(Exercise instructions) Look through the records and copy every line in which "issuing" appears.

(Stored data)
---+---
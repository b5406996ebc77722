//! Demo long-polling bot.
//!
//! Subscribes every sender to the user store, echoes text messages back, and
//! lets the configured admin chat broadcast to all subscribers.

use std::time::Duration;

use serde_json::Value;

use botframe_core::{config::Config, domain::ChatId, port::SendOptions, Error};
use botframe_store::{broadcast_message, UserStore};
use botframe_telegram::{ApiConfig, Bot, Client};

#[tokio::main]
async fn main() -> Result<(), Error> {
    botframe_core::logging::init("botframe")?;

    let cfg = Config::load()?;
    let client = Client::new(&cfg.bot_token, ApiConfig::from_config(&cfg))?;
    let mut bot = Bot::new(client);

    let mut store = UserStore::new(cfg.user_table.as_str(), cfg.user_id_column.as_str())?;
    match &cfg.store_path {
        Some(path) => {
            store.connect(path)?;
            tracing::info!("subscriber store at {}", path.display());
        }
        None => {
            tracing::warn!("STORE_PATH not set; subscriptions and /broadcast are disabled");
        }
    }

    run_polling(&cfg, &mut bot, &store).await
}

async fn run_polling(cfg: &Config, bot: &mut Bot, store: &UserStore) -> Result<(), Error> {
    // Validates the credential up front; a bad token stops here.
    tracing::info!("running as bot id {}", bot.bot_id().await?);

    let mut offset: Option<i64> = None;
    loop {
        let updates = match bot
            .client()
            .get_updates(offset, cfg.poll_limit, cfg.poll_timeout_secs)
            .await
        {
            Ok(updates) => updates,
            // The credential was rejected: stop issuing requests with it.
            Err(e) if e.is_fatal_auth() => return Err(e),
            Err(e) => {
                tracing::warn!("getUpdates failed: {e}");
                tokio::time::sleep(Duration::from_secs(3)).await;
                continue;
            }
        };

        let Some(items) = updates.as_array() else {
            continue;
        };

        for update in items {
            if let Some(id) = update.get("update_id").and_then(Value::as_i64) {
                offset = Some(offset.map_or(id + 1, |prev| prev.max(id + 1)));
            }

            if let Err(e) = handle_update(cfg, bot, store, update).await {
                if e.is_fatal_auth() {
                    return Err(e);
                }
                tracing::warn!("update handling failed: {e}");
            }
        }
    }
}

async fn handle_update(
    cfg: &Config,
    bot: &mut Bot,
    store: &UserStore,
    update: &Value,
) -> Result<(), Error> {
    let Some(message) = update.get("message") else {
        return Ok(());
    };
    let Some(chat_id) = message.pointer("/chat/id").and_then(Value::as_i64) else {
        return Ok(());
    };
    let Some(text) = message.get("text").and_then(Value::as_str) else {
        return Ok(());
    };

    let chat = ChatId(chat_id);
    bot.set_chat(chat);

    if text == "/broadcast" || text.starts_with("/broadcast ") {
        let payload = text.strip_prefix("/broadcast").unwrap_or("").trim();
        return handle_broadcast(cfg, bot, store, chat, payload).await;
    }

    if store.is_connected() {
        if let Err(e) = store.add_user(chat) {
            // Returning users hit the primary key; nothing to do.
            tracing::debug!("subscriber insert skipped for {chat}: {e}");
        }
    }

    bot.send_message(&escape_html(text), &SendOptions::default())
        .await?;
    Ok(())
}

async fn handle_broadcast(
    cfg: &Config,
    bot: &Bot,
    store: &UserStore,
    chat: ChatId,
    text: &str,
) -> Result<(), Error> {
    let opts = SendOptions::default();

    if cfg.admin_chat != Some(chat) {
        bot.send_message("Broadcast is admin-only.", &opts).await?;
        return Ok(());
    }
    if !store.is_connected() {
        bot.send_message("No subscriber store configured.", &opts)
            .await?;
        return Ok(());
    }
    if text.is_empty() {
        bot.send_message("Usage: /broadcast &lt;text&gt;", &opts)
            .await?;
        return Ok(());
    }

    let report = broadcast_message(
        bot.client(),
        store,
        text,
        &opts,
        cfg.broadcast_interval,
    )
    .await?;

    bot.send_message(
        &format!(
            "Read {} subscribers: {} delivered, {} unreachable, {} sends failed.",
            report.subscribers, report.sent, report.lookup_failed, report.send_failed
        ),
        &opts,
    )
    .await?;
    Ok(())
}

/// Echoed user text goes out with parse_mode HTML, so the markup-significant
/// characters must be escaped.
fn escape_html(text: &str) -> String {
    text.replace('&', "&amp;")
        .replace('<', "&lt;")
        .replace('>', "&gt;")
}
/// Core error type for the workspace.
///
/// Every failure kind stays distinguishable — nothing collapses to a boolean
/// sentinel. Adapter crates map their specific errors into this type so
/// callers can tell transient failures from fatal ones.
#[derive(Debug, thiserror::Error)]
pub enum Error {
    /// Bad caller input; no network call was made.
    #[error("invalid argument: {0}")]
    Validation(String),

    /// Required local state is missing; no network call was made.
    #[error("missing local state: {0}")]
    Precondition(&'static str),

    /// The remote rejected the access credential (HTTP 401). Fatal: callers
    /// must stop issuing further requests with this credential.
    #[error("credential rejected: {0}")]
    Auth(String),

    /// Transient server-side failure (HTTP 5xx), returned after the
    /// configured backoff wait.
    #[error("server error: http {status}")]
    Server { status: u16 },

    /// No usable response was obtained (DNS, refused connection, timeout).
    #[error("transport error: {0}")]
    Transport(String),

    /// HTTP 200 with an `ok: false` envelope.
    #[error("api error {code}: {description}")]
    Remote { code: i64, description: String },

    /// Any other non-200 status.
    #[error("request failed: http {status}")]
    RequestFailed {
        status: u16,
        code: Option<i64>,
        description: Option<String>,
    },

    /// Response body could not be decoded as the expected envelope.
    #[error("undecodable response: {0}")]
    Decode(#[from] serde_json::Error),

    #[error("storage error: {0}")]
    Storage(String),

    #[error("config error: {0}")]
    Config(String),
}

impl Error {
    /// Worth retrying later: the failure was on the wire or on the remote's
    /// side, not in the request itself.
    pub fn is_transient(&self) -> bool {
        matches!(self, Error::Server { .. } | Error::Transport(_))
    }

    /// The credential itself was rejected; retrying cannot help.
    pub fn is_fatal_auth(&self) -> bool {
        matches!(self, Error::Auth(_))
    }
}

pub type Result<T> = std::result::Result<T, Error>;

#[cfg(test)]
mod tests {
    use super::*;

    #[test]
    fn transient_covers_server_and_transport() {
        assert!(Error::Server { status: 502 }.is_transient());
        assert!(Error::Transport("connection refused".to_string()).is_transient());
        assert!(!Error::Auth("bad token".to_string()).is_transient());
        assert!(!Error::Validation("empty method".to_string()).is_transient());
    }

    #[test]
    fn only_auth_is_fatal() {
        assert!(Error::Auth("bad token".to_string()).is_fatal_auth());
        assert!(!Error::Server { status: 500 }.is_fatal_auth());
    }
}
//! Windowing over a countable result cursor, formatted into one paged
//! message with a navigation row.

use crate::{keyboard::InlineKeyboardMarkup, Error, Result};

/// Separator between items on a page.
pub const PAGE_DELIMITER: &str = "::::::::::::::::::::::::::::::::::::::\n";

pub const DEFAULT_ITEMS_PER_PAGE: usize = 3;

/// Callback-data prefix for the navigation buttons.
pub const DEFAULT_PAGE_PREFIX: &str = "list";

/// A validated page request: 1-based page index and a positive page size.
#[derive(Clone, Copy, Debug, PartialEq, Eq)]
pub struct PageRequest {
    page: usize,
    per_page: usize,
}

impl PageRequest {
    pub fn new(page: usize, per_page: usize) -> Result<Self> {
        if page < 1 {
            return Err(Error::Validation(format!(
                "page index must be >= 1, got {page}"
            )));
        }
        if per_page < 1 {
            return Err(Error::Validation(format!(
                "items per page must be >= 1, got {per_page}"
            )));
        }
        Ok(Self { page, per_page })
    }

    pub fn first_page() -> Self {
        Self {
            page: 1,
            per_page: DEFAULT_ITEMS_PER_PAGE,
        }
    }

    pub fn page(&self) -> usize {
        self.page
    }

    pub fn per_page(&self) -> usize {
        self.per_page
    }

    /// 1-based position of the first item on this page.
    pub fn first_item_position(&self) -> usize {
        (self.page - 1) * self.per_page + 1
    }

    pub fn total_pages(&self, item_count: usize) -> usize {
        item_count.div_ceil(self.per_page)
    }
}

/// Format the items belonging to one page of `items`.
///
/// The navigation row is appended to `keyboard` before any item is
/// formatted, so `format_item` may add per-item rows below it. Items are
/// joined by `delimiter` with no leading or trailing copy. Iteration stops
/// as soon as the page window is filled; a page past the end yields an
/// empty string.
///
/// The cursor must know its length up front (`ExactSizeIterator`) — lazy
/// cursors are counted or materialized by the caller first.
pub fn paginate_items<T, I, F>(
    items: I,
    request: PageRequest,
    keyboard: &mut InlineKeyboardMarkup,
    prefix: &str,
    delimiter: &str,
    mut format_item: F,
) -> String
where
    I: IntoIterator<Item = T>,
    I::IntoIter: ExactSizeIterator,
    F: FnMut(&T, &mut InlineKeyboardMarkup) -> String,
{
    let iter = items.into_iter();
    let total_pages = request.total_pages(iter.len());
    keyboard.add_page_navigation(request.page, total_pages, prefix);

    let skip = request.first_item_position() - 1;
    let mut message = String::new();
    for (shown, item) in iter.skip(skip).take(request.per_page).enumerate() {
        if shown > 0 {
            message.push_str(delimiter);
        }
        message.push_str(&format_item(&item, keyboard));
    }
    message
}

#[cfg(test)]
mod tests {
    use super::*;
    use crate::keyboard::InlineKeyboardButton;

    fn seven_items() -> Vec<String> {
        (1..=7).map(|n| format!("item{n}")).collect()
    }

    #[test]
    fn rejects_zero_page_and_zero_size() {
        assert!(PageRequest::new(0, 3).is_err());
        assert!(PageRequest::new(1, 0).is_err());
    }

    #[test]
    fn window_sizes_over_seven_items() {
        for (page, expected_len, expected_delims) in [(1, 3, 2), (2, 3, 2), (3, 1, 0)] {
            let request = PageRequest::new(page, 3).unwrap();
            assert_eq!(request.total_pages(7), 3);

            let mut keyboard = InlineKeyboardMarkup::new();
            let out = paginate_items(
                seven_items(),
                request,
                &mut keyboard,
                DEFAULT_PAGE_PREFIX,
                PAGE_DELIMITER,
                |item, _| item.clone(),
            );

            assert_eq!(out.matches("item").count(), expected_len, "page {page}");
            assert_eq!(
                out.matches(PAGE_DELIMITER).count(),
                expected_delims,
                "page {page}"
            );
            assert!(!out.starts_with(PAGE_DELIMITER));
            assert!(!out.ends_with(PAGE_DELIMITER));
        }
    }

    #[test]
    fn page_windows_hold_the_right_items() {
        let request = PageRequest::new(2, 3).unwrap();
        let mut keyboard = InlineKeyboardMarkup::new();
        let out = paginate_items(
            seven_items(),
            request,
            &mut keyboard,
            "list",
            ", ",
            |item, _| item.clone(),
        );
        assert_eq!(out, "item4, item5, item6");
    }

    #[test]
    fn page_past_the_end_is_empty_without_error() {
        let request = PageRequest::new(4, 3).unwrap();
        let mut keyboard = InlineKeyboardMarkup::new();
        let out = paginate_items(
            seven_items(),
            request,
            &mut keyboard,
            "list",
            PAGE_DELIMITER,
            |item, _| item.clone(),
        );
        assert_eq!(out, "");
    }

    #[test]
    fn navigation_row_is_added_before_items_format() {
        let request = PageRequest::new(1, 3).unwrap();
        let mut keyboard = InlineKeyboardMarkup::new();
        let mut rows_seen_by_formatter = Vec::new();

        paginate_items(
            seven_items(),
            request,
            &mut keyboard,
            "list",
            PAGE_DELIMITER,
            |item, kb| {
                rows_seen_by_formatter.push(kb.rows().len());
                kb.add_row(vec![InlineKeyboardButton::callback(
                    item.clone(),
                    format!("open/{item}"),
                )]);
                item.clone()
            },
        );

        // The first formatter call already sees the navigation row.
        assert_eq!(rows_seen_by_formatter[0], 1);
        // Navigation row plus one row per formatted item.
        assert_eq!(keyboard.rows().len(), 4);
    }

    #[test]
    fn stops_iterating_once_the_window_is_filled() {
        let request = PageRequest::new(1, 3).unwrap();
        let mut keyboard = InlineKeyboardMarkup::new();
        let mut formatted = 0usize;

        paginate_items(
            seven_items(),
            request,
            &mut keyboard,
            "list",
            PAGE_DELIMITER,
            |item, _| {
                formatted += 1;
                item.clone()
            },
        );

        assert_eq!(formatted, 3);
    }

    #[test]
    fn first_item_position_is_one_based() {
        let request = PageRequest::new(3, 4).unwrap();
        assert_eq!(request.first_item_position(), 9);
    }
}
//! Telegram Bot API client.
//!
//! Implements the wire layer (request building, envelope decoding, status
//! classification) plus one thin builder per supported API method, and a
//! stateful `Bot` facade that tracks the current conversation.

pub mod bot;
pub mod client;
pub mod methods;

pub use bot::Bot;
pub use client::{ApiConfig, Client};
pub use methods::{ChatAction, EditOptions, InlineQueryOptions, PhotoOptions};
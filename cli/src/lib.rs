//! modelhub CLI library: exposes modules for integration testing.

#![cfg_attr(test, allow(clippy::expect_used))]

pub mod app;
pub mod application;
pub mod cli;
pub mod commands;
pub mod domain;
pub mod infra;
pub mod output;
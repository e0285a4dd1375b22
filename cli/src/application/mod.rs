//! Application layer: port trait definitions and use-case orchestration.
//!
//! This module depends only on `crate::domain`, never on `crate::infra`,
//! `crate::commands`, or `crate::output`.

pub mod pipeline;
pub mod ports;
pub mod services;

pub use ports::{
    ConfigStore, HttpResponse, HttpTransport, ModelConnection, ModelServer, ProgressReporter,
    TemplateSource,
};
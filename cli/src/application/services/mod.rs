//! Application services: use-case orchestration.
//!
//! Each service module implements a single use-case by composing domain logic
//! with port trait calls. Services import only from `crate::domain` and
//! `crate::application::ports`, never from `crate::infra`, `crate::commands`,
//! or `crate::output`.

pub mod config_service;
pub mod job_poller;
pub mod platform;
pub mod render;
---+---
(Finished exercise)
            // The credential was rejected: stop issuing requests with it.
    /// must stop issuing further requests with this credential.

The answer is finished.